» **WHAT YOU NEED TO DO**:
What you return must match the records exactly, with every line included.

────

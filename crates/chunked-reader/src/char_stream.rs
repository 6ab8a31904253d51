//! A window of decoded characters over a byte reader.
//!
//! Supports the read-mark-reset cycle the stride scan needs: `peek` decodes ahead without
//! consuming, `skip` consumes. Only the characters between the read position and the
//! furthest peek are held in memory.

use std::io::{self, Read};

use crate::encoding::{StreamDecoder, TextEncoding};

/// Bytes pulled from the underlying reader per refill (64 KB).
const READ_BUFFER_SIZE: usize = 64 * 1024;

pub struct CharStream<R: Read> {
    inner: R,
    /// `None` once the reader hit EOF and the decoder was flushed.
    decoder: Option<StreamDecoder>,
    window: Vec<char>,
    pos: usize,
    read_buf: Vec<u8>,
    decoded: String,
}

impl<R: Read> CharStream<R> {
    pub fn new(inner: R, encoding: TextEncoding) -> Self {
        Self {
            inner,
            decoder: Some(StreamDecoder::new(encoding)),
            window: Vec::new(),
            pos: 0,
            read_buf: vec![0u8; READ_BUFFER_SIZE],
            decoded: String::new(),
        }
    }

    /// Whether at least one more character can be read.
    pub fn ready(&mut self) -> io::Result<bool> {
        self.fill(1)?;
        Ok(self.available() > 0)
    }

    /// Returns up to `count` characters from the read position without consuming them.
    /// Fewer are returned only at end of stream.
    pub fn peek(&mut self, count: usize) -> io::Result<&[char]> {
        self.fill(count)?;
        let end = self.pos + count.min(self.available());
        Ok(&self.window[self.pos..end])
    }

    /// Consumes up to `count` characters and returns how many were consumed.
    pub fn skip(&mut self, count: usize) -> io::Result<usize> {
        self.fill(count)?;
        let skipped = count.min(self.available());
        self.pos += skipped;
        self.compact();
        Ok(skipped)
    }

    fn available(&self) -> usize {
        self.window.len() - self.pos
    }

    fn fill(&mut self, wanted: usize) -> io::Result<()> {
        while self.available() < wanted {
            if self.decoder.is_none() {
                break;
            }

            let bytes_read = match self.inner.read(&mut self.read_buf) {
                Ok(n) => n,
                Err(e) if e.kind() == io::ErrorKind::Interrupted => continue,
                Err(e) => return Err(e),
            };

            self.decoded.clear();
            if bytes_read == 0 {
                if let Some(decoder) = self.decoder.take() {
                    decoder.finish(&mut self.decoded);
                }
            } else if let Some(decoder) = self.decoder.as_mut() {
                decoder.decode(&self.read_buf[..bytes_read], &mut self.decoded);
            }
            self.window.extend(self.decoded.chars());
        }
        Ok(())
    }

    /// Drops consumed characters once they make up at least half the window.
    fn compact(&mut self) {
        if self.pos > 0 && self.pos * 2 >= self.window.len() {
            self.window.drain(..self.pos);
            self.pos = 0;
        }
    }
}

────

» **EXPECTED ANSWER**:
filename crates/chunked-reader/src/char_stream.rs
repository 6ab8a31904253d51
//! A window of decoded characters over a byte reader.
//!
//! Supports the read-mark-reset cycle the stride scan needs: `peek` decodes ahead without
//! consuming, `skip` consumes. Only the characters between the read position and the
//! furthest peek are held in memory.

use std::io::{self, Read};

use crate::encoding::{StreamDecoder, TextEncoding};

/// Bytes pulled from the underlying reader per refill (64 KB).
const READ_BUFFER_SIZE: usize = 64 * 1024;

pub struct CharStream<R: Read> {
    inner: R,
    /// `None` once the reader hit EOF and the decoder was flushed.
    decoder: Option<StreamDecoder>,
    window: Vec<char>,
    pos: usize,
    read_buf: Vec<u8>,
    decoded: String,
}

impl<R: Read> CharStream<R> {
    pub fn new(inner: R, encoding: TextEncoding) -> Self {
        Self {
            inner,
            decoder: Some(StreamDecoder::new(encoding)),
            window: Vec::new(),
            pos: 0,
            read_buf: vec![0u8; READ_BUFFER_SIZE],
            decoded: String::new(),
        }
    }

    /// Whether at least one more character can be read.
    pub fn ready(&mut self) -> io::Result<bool> {
        self.fill(1)?;
        Ok(self.available() > 0)
    }

    /// Returns up to `count` characters from the read position without consuming them.
    /// Fewer are returned only at end of stream.
    pub fn peek(&mut self, count: usize) -> io::Result<&[char]> {
        self.fill(count)?;
        let end = self.pos + count.min(self.available());
        Ok(&self.window[self.pos..end])
    }

    /// Consumes up to `count` characters and returns how many were consumed.
    pub fn skip(&mut self, count: usize) -> io::Result<usize> {
        self.fill(count)?;
        let skipped = count.min(self.available());
        self.pos += skipped;
        self.compact();
        Ok(skipped)
    }

    fn available(&self) -> usize {
        self.window.len() - self.pos
    }

    fn fill(&mut self, wanted: usize) -> io::Result<()> {
        while self.available() < wanted {
            if self.decoder.is_none() {
                break;
            }

            let bytes_read = match self.inner.read(&mut self.read_buf) {
                Ok(n) => n,
                Err(e) if e.kind() == io::ErrorKind::Interrupted => continue,
                Err(e) => return Err(e),
            };

            self.decoded.clear();
            if bytes_read == 0 {
                if let Some(decoder) = self.decoder.take() {
                    decoder.finish(&mut self.decoded);
                }
            } else if let Some(decoder) = self.decoder.as_mut() {
                decoder.decode(&self.read_buf[..bytes_read], &mut self.decoded);
            }
            self.window.extend(self.decoded.chars());
        }
        Ok(())
    }

    /// Drops consumed characters once they make up at least half the window.
    fn compact(&mut self) {
        if self.pos > 0 && self.pos * 2 >= self.window.len() {
            self.window.drain(..self.pos);
            self.pos = 0;
        }
    }
}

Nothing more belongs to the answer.